Common mistakes to avoid
Do this
- Lead with the on-air or behind-the-mic credit and the platform tier.
- Quantify with broadcasting-specific metrics: Nielsen demo share, PPM rank, AMA growth, download volume, share lift.
- Surface awards with year and category named (RTDNA Murrow, Peabody, AP Top of the Class, Signal).
- List the newsroom systems you've shipped in (ENPS, iNews, Avid MediaCentral, Octopus, Dalet).
- Link a working demo reel, 90 seconds for talent, 3-5 minutes for producers.
- Mention union and guild membership (SAG-AFTRA, RTDNA, NSMA, SBE) where applicable.
- Use industry verbs (anchored, produced, EP'd, voiced) and reference dayparts and rundown blocks directly.
Avoid this
- Avoid vague phrases like "passionate storyteller" or "versatile broadcaster" with no specifics.
- Don't omit the reel link; "available on request" reads as "there isn't one."
- Skip generic system claims like "familiar with broadcast software"; name the specific tool.
- Don't list every market or station you've touched; pick the strongest 3-5 credits for the target tier.
- Avoid mentioning every award without year and category, incomplete recognitions read as exaggerated.
- Skip the typos. A broadcaster's resume is evaluated as a writing sample; errors damage credibility quickly.
- Don't bury the most credible employer or recognition deep in the work history. Surface it in the summary.

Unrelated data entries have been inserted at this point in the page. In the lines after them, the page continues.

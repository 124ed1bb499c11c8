// Frequency-weighted pattern table

use std::collections::{HashMap, HashSet};

use chrono::{DateTime, Utc};
use phoenix_core::Payload;
use serde::{Deserialize, Serialize};
use sha2::{Digest, Sha256};
use uuid::Uuid;

#[cfg(feature = "openapi")]
use utoipa::ToSchema;

use crate::features::FeatureSet;

/// Quality assumed when an interaction carries no signal
pub const NEUTRAL_QUALITY: f64 = 0.5;

/// Stable key of a feature set: SHA-256 hex over sorted `name=value` lines
pub fn pattern_key(features: &FeatureSet) -> String {
    let mut hasher = Sha256::new();
    for (name, value) in features {
        hasher.update(name.as_bytes());
        hasher.update(b"=");
        hasher.update(value.as_bytes());
        hasher.update(b"\n");
    }
    hex::encode(hasher.finalize())
}

/// Quality signal of an interaction: `satisfaction` in [0,1], else
/// `success` as 1.0/0.0, else neutral
pub fn quality_signal(payload: &Payload) -> f64 {
    if let Some(satisfaction) = payload.get("satisfaction").and_then(|v| v.as_f64()) {
        return satisfaction.clamp(0.0, 1.0);
    }
    match payload.get("success").and_then(|v| v.as_bool()) {
        Some(true) => 1.0,
        Some(false) => 0.0,
        None => NEUTRAL_QUALITY,
    }
}

/// One observed combination of features
#[derive(Debug, Clone, PartialEq, Serialize, Deserialize)]
#[cfg_attr(feature = "openapi", derive(ToSchema))]
pub struct Pattern {
    pub key: String,
    pub features: FeatureSet,
    pub frequency: u64,
    /// Running mean of the quality signal
    pub score: f64,
    pub last_seen: DateTime<Utc>,
}

impl Pattern {
    /// Ranking weight: frequency scaled by score
    pub fn weight(&self) -> f64 {
        self.frequency as f64 * self.score
    }
}

/// Patterns by key, plus the set of applied event ids
#[derive(Debug, Default, Clone)]
pub struct PatternTable {
    patterns: HashMap<String, Pattern>,
    applied: HashSet<Uuid>,
    total_interactions: u64,
}

impl PatternTable {
    pub fn new() -> Self {
        Self::default()
    }

    /// Record one interaction. Returns false when `event_id` was already applied.
    pub fn record(
        &mut self,
        event_id: Uuid,
        features: FeatureSet,
        quality: f64,
        seen_at: DateTime<Utc>,
    ) -> bool {
        if !self.applied.insert(event_id) {
            return false;
        }

        let key = pattern_key(&features);
        let pattern = self.patterns.entry(key.clone()).or_insert_with(|| Pattern {
            key,
            features,
            frequency: 0,
            score: 0.0,
            last_seen: seen_at,
        });

        pattern.frequency += 1;
        pattern.score += (quality - pattern.score) / pattern.frequency as f64;
        if seen_at > pattern.last_seen {
            pattern.last_seen = seen_at;
        }
        self.total_interactions += 1;
        true
    }

    pub fn get(&self, key: &str) -> Option<&Pattern> {
        self.patterns.get(key)
    }

    pub fn total_interactions(&self) -> u64 {
        self.total_interactions
    }

    pub fn distinct_patterns(&self) -> usize {
        self.patterns.len()
    }

    /// Highest-weight patterns first; ties broken by frequency then key
    pub fn top(&self, limit: usize) -> Vec<Pattern> {
        let mut patterns: Vec<&Pattern> = self.patterns.values().collect();
        patterns.sort_by(|a, b| {
            b.weight()
                .total_cmp(&a.weight())
                .then(b.frequency.cmp(&a.frequency))
                .then(a.key.cmp(&b.key))
        });
        patterns.into_iter().take(limit).cloned().collect()
    }
}

#[cfg(test)]
mod tests {
    use super::*;
    use phoenix_core::payload;
    use serde_json::json;

    fn features(pairs: &[(&str, &str)]) -> FeatureSet {
        pairs
            .iter()
            .map(|(k, v)| (k.to_string(), v.to_string()))
            .collect()
    }

    #[test]
    fn test_pattern_key_is_order_independent() {
        let a = features(&[("tone", "formal"), ("kind", "cv")]);
        let b = features(&[("kind", "cv"), ("tone", "formal")]);
        assert_eq!(pattern_key(&a), pattern_key(&b));
        assert_eq!(pattern_key(&a).len(), 64);
        assert_ne!(pattern_key(&a), pattern_key(&features(&[("tone", "creative")])));
    }

    #[test]
    fn test_quality_signal() {
        assert_eq!(quality_signal(&payload(json!({"satisfaction": 0.9}))), 0.9);
        assert_eq!(quality_signal(&payload(json!({"satisfaction": 3}))), 1.0);
        assert_eq!(quality_signal(&payload(json!({"success": false}))), 0.0);
        assert_eq!(quality_signal(&payload(json!({}))), NEUTRAL_QUALITY);
    }

    #[test]
    fn test_running_mean_score() {
        let mut table = PatternTable::new();
        let f = features(&[("tone", "formal")]);
        let now = Utc::now();

        table.record(Uuid::now_v7(), f.clone(), 1.0, now);
        table.record(Uuid::now_v7(), f.clone(), 0.0, now);
        table.record(Uuid::now_v7(), f.clone(), 0.5, now);

        let pattern = table.get(&pattern_key(&f)).unwrap();
        assert_eq!(pattern.frequency, 3);
        assert!((pattern.score - 0.5).abs() < 1e-9);
        assert_eq!(table.total_interactions(), 3);
    }

    #[test]
    fn test_reapplying_event_is_noop() {
        let mut table = PatternTable::new();
        let id = Uuid::now_v7();
        let f = features(&[("tone", "formal")]);

        assert!(table.record(id, f.clone(), 1.0, Utc::now()));
        assert!(!table.record(id, f.clone(), 0.0, Utc::now()));

        let pattern = table.get(&pattern_key(&f)).unwrap();
        assert_eq!(pattern.frequency, 1);
        assert_eq!(pattern.score, 1.0);
    }

    #[test]
    fn test_top_orders_by_weight() {
        let mut table = PatternTable::new();
        let now = Utc::now();
        let frequent = features(&[("tone", "formal")]);
        let good = features(&[("tone", "creative")]);

        for _ in 0..4 {
            table.record(Uuid::now_v7(), frequent.clone(), 0.5, now);
        }
        table.record(Uuid::now_v7(), good.clone(), 1.0, now);

        let top = table.top(10);
        assert_eq!(top.len(), 2);
        assert_eq!(top[0].features, frequent);
        assert_eq!(table.top(1).len(), 1);
        assert_eq!(table.distinct_patterns(), 2);
    }
}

Key takeaways for your broadcaster resume
What to focus on if you have an hour this week
- •Rewrite the summary line. Two or three sentences. Named role, named platform, one quantified outcome, one credit. The first thing the news director reads.
- •Surface the demo reel link. Move it to the contact section, top-right corner. Make sure it opens in an incognito window in under 5 seconds.
- •Audit each bullet for the four-part formula. Action + show/daypart + system or platform + outcome or recognition. If a bullet is missing two of those, rewrite it.
- •List awards with year and category. "RTDNA Murrow" alone is fine; "2024 RTDNA Murrow Regional, Breaking News" is much stronger.
- •Name the newsroom system in every relevant bullet. ENPS, iNews, Avid MediaCentral. These read as both keywords and competence signals.
- •Tier-match the credits. Reorder so the closest-tier credit to the target role lands on top.
- •Match LinkedIn to the resume. Same titles, same dates, same recognitions. News directors cross-check.
- •Cut the buzzwords. "Energetic," "versatile," "passionate." Every broadcaster resume has these. Replace with concrete evidence.
- •Show the social-native extension. Vertical video, Reels, TikTok, post-air YouTube. Networks weight this heavily in 2026.
- •Read it aloud, twice. Once for clarity, once for typos. Broadcast professionals are evaluated on writing under deadline; the resume is the first writing sample.